In a lesson setting, these lows also effect my ability to process any information, no matter how mundane. I’m easily frustrated. My ability to speak is labored and my eyes glaze over or blur. My teachers are pretty aware of when something is wrong, and understanding if I need to take a break. “It’s cool, Jen, just wait it out. I’ll explain something/choreograph/do something that doesn’t involve thinking for 10 minutes.” But, have I finished out a lesson while ignoring my symptoms? Yes. More than a few times.
The frustrating part of it all is that I want to keep going. I don’t want to randomly stop a social dance and awkwardly exit stage left. Usually, if I’m dancing with a stranger, I can’t give a two second speech on why I’m suddenly hungry and need to get off the floor. But man, if I’m 54 mg/dl, and there are two minutes long left on that song, it’s the longest two minutes ever and I’m hoping that I can remain upright. (Because, well, passing out is probably equally awkward.) And the dance just goes downhill from there.

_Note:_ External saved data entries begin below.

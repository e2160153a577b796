//! Form state: one slot per role.
//!
//! Every slot carries a generation counter. Anything that replaces the
//! slot's selection bumps it, and async results (previews, uploads,
//! validations) are only written back when they were started under the
//! current generation.

use maskcheck_core::error::{MaskcheckError, Result};
use maskcheck_core::types::{Role, RoleStatus, SelectedFile, TypeFilter};

use crate::messages;

/// Everything the form knows about one role.
#[derive(Clone, Debug, Default, PartialEq, Eq)]
pub struct RoleSlot {
    /// Chosen type filter; no file can be picked until this is set
    pub filter: Option<TypeFilter>,
    /// Chosen file
    pub file: Option<SelectedFile>,
    /// Inline preview data URL, empty when none
    pub preview: String,
    /// Gateway URL of the pinned file, empty before upload
    pub uploaded_url: String,
    /// Latest validation message for this role, empty before validation
    pub validation_result: String,
    /// Pipeline progress
    pub status: RoleStatus,
    generation: u64,
}

impl RoleSlot {
    /// Current generation of the slot's selection.
    pub fn generation(&self) -> u64 {
        self.generation
    }
}

/// State of the whole form.
#[derive(Clone, Debug, Default, PartialEq, Eq)]
pub struct FormState {
    element: RoleSlot,
    certificate: RoleSlot,
}

impl FormState {
    /// Creates an empty form.
    pub fn new() -> Self {
        Self::default()
    }

    /// Read access to a role's slot.
    pub fn slot(&self, role: Role) -> &RoleSlot {
        match role {
            Role::Element => &self.element,
            Role::Certificate => &self.certificate,
        }
    }

    fn slot_mut(&mut self, role: Role) -> &mut RoleSlot {
        match role {
            Role::Element => &mut self.element,
            Role::Certificate => &mut self.certificate,
        }
    }

    /// Sets a role's type filter and clears everything derived from the
    /// previous selection.
    pub fn select_type(&mut self, role: Role, filter: TypeFilter) {
        let slot = self.slot_mut(role);
        *slot = RoleSlot {
            filter: Some(filter),
            generation: slot.generation + 1,
            ..RoleSlot::default()
        };
    }

    /// Stores a picked file and returns the generation its preview must
    /// be applied under.
    ///
    /// A pipeline still running for the previous file can no longer write
    /// back, so the status returns to `Idle`.
    pub fn set_file(&mut self, role: Role, file: SelectedFile) -> Result<(TypeFilter, u64)> {
        let slot = self.slot_mut(role);
        let filter = slot.filter.ok_or(MaskcheckError::NoTypeFilter(role))?;
        slot.file = Some(file);
        slot.preview.clear();
        slot.status = RoleStatus::Idle;
        slot.generation += 1;
        Ok((filter, slot.generation))
    }

    /// Runs `f` on the slot if it is still at `generation`.
    ///
    /// Returns false when the result was stale and dropped.
    fn update_current<F>(&mut self, role: Role, generation: u64, f: F) -> bool
    where
        F: FnOnce(&mut RoleSlot),
    {
        let slot = self.slot_mut(role);
        if slot.generation != generation {
            return false;
        }
        f(slot);
        true
    }

    /// Installs a finished preview.
    pub fn apply_preview(&mut self, role: Role, generation: u64, preview: String) -> bool {
        self.update_current(role, generation, |slot| slot.preview = preview)
    }

    /// Moves a role to a new pipeline status.
    pub fn set_status(&mut self, role: Role, generation: u64, status: RoleStatus) -> bool {
        self.update_current(role, generation, |slot| slot.status = status)
    }

    /// Records the gateway URL of an uploaded file.
    pub fn record_upload(&mut self, role: Role, generation: u64, url: &str) -> bool {
        self.update_current(role, generation, |slot| slot.uploaded_url = url.to_string())
    }

    /// Records the end of a validation call.
    pub fn record_validation(
        &mut self,
        role: Role,
        generation: u64,
        status: RoleStatus,
        message: String,
    ) -> bool {
        self.update_current(role, generation, |slot| {
            slot.status = status;
            slot.validation_result = message;
        })
    }

    /// Returns true if `generation` is still the role's current one.
    pub fn is_current(&self, role: Role, generation: u64) -> bool {
        self.slot(role).generation == generation
    }

    /// Both files with their generations, or `None` if either is missing.
    pub fn ready_files(&self) -> Option<[(Role, SelectedFile, u64); 2]> {
        let pick = |role: Role| {
            let slot = self.slot(role);
            slot.file.clone().map(|file| (role, file, slot.generation))
        };
        Some([pick(Role::Element)?, pick(Role::Certificate)?])
    }

    /// Returns true while any role has a call outstanding.
    pub fn is_busy(&self) -> bool {
        Role::ALL.iter().any(|r| self.slot(*r).status.is_in_flight())
    }

    /// Non-empty validation results, element first.
    pub fn banner_lines(&self) -> Vec<String> {
        Role::ALL
            .iter()
            .map(|r| self.slot(*r).validation_result.clone())
            .filter(|line| !line.is_empty())
            .collect()
    }

    /// The `accept` value of a role's file input, `None` while no type is set.
    pub fn accept_for(&self, role: Role) -> Option<&'static str> {
        self.slot(role).filter.map(|f| f.as_mime())
    }

    /// Preview blocks for every role that has one.
    pub fn preview_sections(&self) -> Vec<maskcheck_preview::PreviewSection> {
        Role::ALL
            .iter()
            .filter_map(|role| {
                let slot = self.slot(*role);
                let filter = slot.filter?;
                if slot.preview.is_empty() {
                    return None;
                }
                Some(maskcheck_preview::PreviewSection {
                    heading: messages::preview_heading(*role).to_string(),
                    filter,
                    data_url: slot.preview.clone(),
                })
            })
            .collect()
    }
}

#[cfg(test)]
mod tests {
    use super::*;
    use proptest::prelude::*;

    fn file(name: &str) -> SelectedFile {
        SelectedFile::new(name, b"data".to_vec())
    }

    #[test]
    fn test_file_requires_type() {
        let mut state = FormState::new();
        let err = state.set_file(Role::Element, file("a.png")).unwrap_err();
        assert!(matches!(err, MaskcheckError::NoTypeFilter(Role::Element)));
        assert!(state.slot(Role::Element).file.is_none());
        assert_eq!(state.accept_for(Role::Element), None);
    }

    #[test]
    fn test_stale_preview_is_dropped() {
        let mut state = FormState::new();
        state.select_type(Role::Element, TypeFilter::Image);
        let (_, generation) = state.set_file(Role::Element, file("a.png")).unwrap();

        // Type changes while the preview is being encoded
        state.select_type(Role::Element, TypeFilter::Pdf);
        assert!(!state.apply_preview(Role::Element, generation, "data:old".into()));
        assert!(state.slot(Role::Element).preview.is_empty());
    }

    #[test]
    fn test_second_file_invalidates_first_preview() {
        let mut state = FormState::new();
        state.select_type(Role::Certificate, TypeFilter::Pdf);
        let (_, first) = state.set_file(Role::Certificate, file("a.pdf")).unwrap();
        let (_, second) = state.set_file(Role::Certificate, file("b.pdf")).unwrap();

        assert!(state.apply_preview(Role::Certificate, second, "data:b".into()));
        assert!(!state.apply_preview(Role::Certificate, first, "data:a".into()));
        assert_eq!(state.slot(Role::Certificate).preview, "data:b");
    }

    #[test]
    fn test_new_file_clears_in_flight_status() {
        let mut state = FormState::new();
        state.select_type(Role::Element, TypeFilter::Image);
        let (_, generation) = state.set_file(Role::Element, file("a.png")).unwrap();
        state.set_status(Role::Element, generation, RoleStatus::Uploading);
        state.record_upload(Role::Element, generation, "https://gw/ipfs/Qm1");
        assert!(state.is_busy());

        let (_, next) = state.set_file(Role::Element, file("b.png")).unwrap();
        assert!(!state.is_current(Role::Element, generation));
        assert!(state.is_current(Role::Element, next));
        assert_eq!(state.slot(Role::Element).status, RoleStatus::Idle);
        assert!(!state.is_busy());
        // Late writes from the old upload are dropped
        assert!(!state.set_status(Role::Element, generation, RoleStatus::Done));
        assert_eq!(state.slot(Role::Element).status, RoleStatus::Idle);
    }

    #[test]
    fn test_ready_files_needs_both() {
        let mut state = FormState::new();
        state.select_type(Role::Element, TypeFilter::Doc);
        state.set_file(Role::Element, file("a.doc")).unwrap();
        assert!(state.ready_files().is_none());

        state.select_type(Role::Certificate, TypeFilter::Doc);
        state.set_file(Role::Certificate, file("b.doc")).unwrap();
        let [(r1, f1, _), (r2, f2, _)] = state.ready_files().unwrap();
        assert_eq!((r1, f1.name.as_str()), (Role::Element, "a.doc"));
        assert_eq!((r2, f2.name.as_str()), (Role::Certificate, "b.doc"));
    }

    #[test]
    fn test_banner_lines_per_role() {
        let mut state = FormState::new();
        state.select_type(Role::Certificate, TypeFilter::Pdf);
        let generation = state.slot(Role::Certificate).generation();
        state.record_validation(Role::Certificate, generation, RoleStatus::Done, "cert ok".into());
        assert_eq!(state.banner_lines(), vec!["cert ok".to_string()]);

        state.select_type(Role::Element, TypeFilter::Pdf);
        let generation = state.slot(Role::Element).generation();
        state.record_validation(Role::Element, generation, RoleStatus::Failed, "el bad".into());
        assert_eq!(state.banner_lines(), vec!["el bad".to_string(), "cert ok".to_string()]);
    }

    #[test]
    fn test_busy_tracks_any_role() {
        let mut state = FormState::new();
        assert!(!state.is_busy());
        state.set_status(Role::Certificate, 0, RoleStatus::Validating);
        assert!(state.is_busy());
        state.set_status(Role::Certificate, 0, RoleStatus::Done);
        assert!(!state.is_busy());
    }

    fn role_strategy() -> impl Strategy<Value = Role> {
        prop_oneof![Just(Role::Element), Just(Role::Certificate)]
    }

    fn filter_strategy() -> impl Strategy<Value = TypeFilter> {
        (0..TypeFilter::ALL.len()).prop_map(|i| TypeFilter::ALL[i])
    }

    proptest! {
        #[test]
        fn prop_type_change_resets_role(
            role in role_strategy(),
            first in filter_strategy(),
            next in filter_strategy(),
            preview in "[a-z]{1,16}",
            url in "[a-z]{1,16}",
        ) {
            let mut state = FormState::new();
            state.select_type(role, first);
            let (_, generation) = state.set_file(role, file("x.bin")).unwrap();
            state.apply_preview(role, generation, preview);
            state.record_upload(role, generation, &url);
            state.record_validation(role, generation, RoleStatus::Done, "ok".into());

            state.select_type(role, next);

            let slot = state.slot(role);
            prop_assert_eq!(slot.filter, Some(next));
            prop_assert!(slot.file.is_none());
            prop_assert!(slot.preview.is_empty());
            prop_assert!(slot.uploaded_url.is_empty());
            prop_assert!(slot.validation_result.is_empty());
            prop_assert_eq!(slot.status, RoleStatus::Idle);
            prop_assert!(slot.generation() > generation);
        }
    }
}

Or the lows that creep up when I need to leave my house and drive to a private lesson. They are usually the ones that stick with me. The ones that take about 3 treatments before 50 turns into 60… and then turn to 240 an hour later. I have treated and just made the drive before. It is never a great decision if I’m still recovering from the lingering low feelings beyond when the latest test is back at a safe level. (Adrenaline is a bitch sometimes.)
Classes tend to be easier to escape, unless it’s short on followers. And then I get the guilt of putting the effort into making it out to class only to be sidelined for 1/2 of it. Why won’t these glucose tabs work faster again?
Between cutting a dance short or interrupting a Master teacher mid-thought, diabetes is the bane of social dance etiquette. It’s already an inconvenience for me; why should it be an inconvenience for someone else (well, the passing out thing… again)? My thought is if I can just push through it with semi-consciousness, I don’t have to feel even more helpless than I already do. Where I have to succumb to the inconveniences of hypoglycemia and I can no longer pretend to be normal.
3 thoughts on “Dizzy, Spinning, and 54”
Oh I hate going low in public. Of course I once collapsed into a fountain, but that was a bad time. 🙂 So yeah I sort of get a sense of what it is like be embarrassed but never on stage. Alright i did awaken one morning with 8 fireman staring at me while I was covered in sweat naked in my bedroom, I guess that was a sort of stage. So come to think of it the fountain was not that bad of a time
I loved your blog and I referred it to the TUDiabetes blog page for the week of March 21, 2016.
Thanks Rick for stopping by and reading!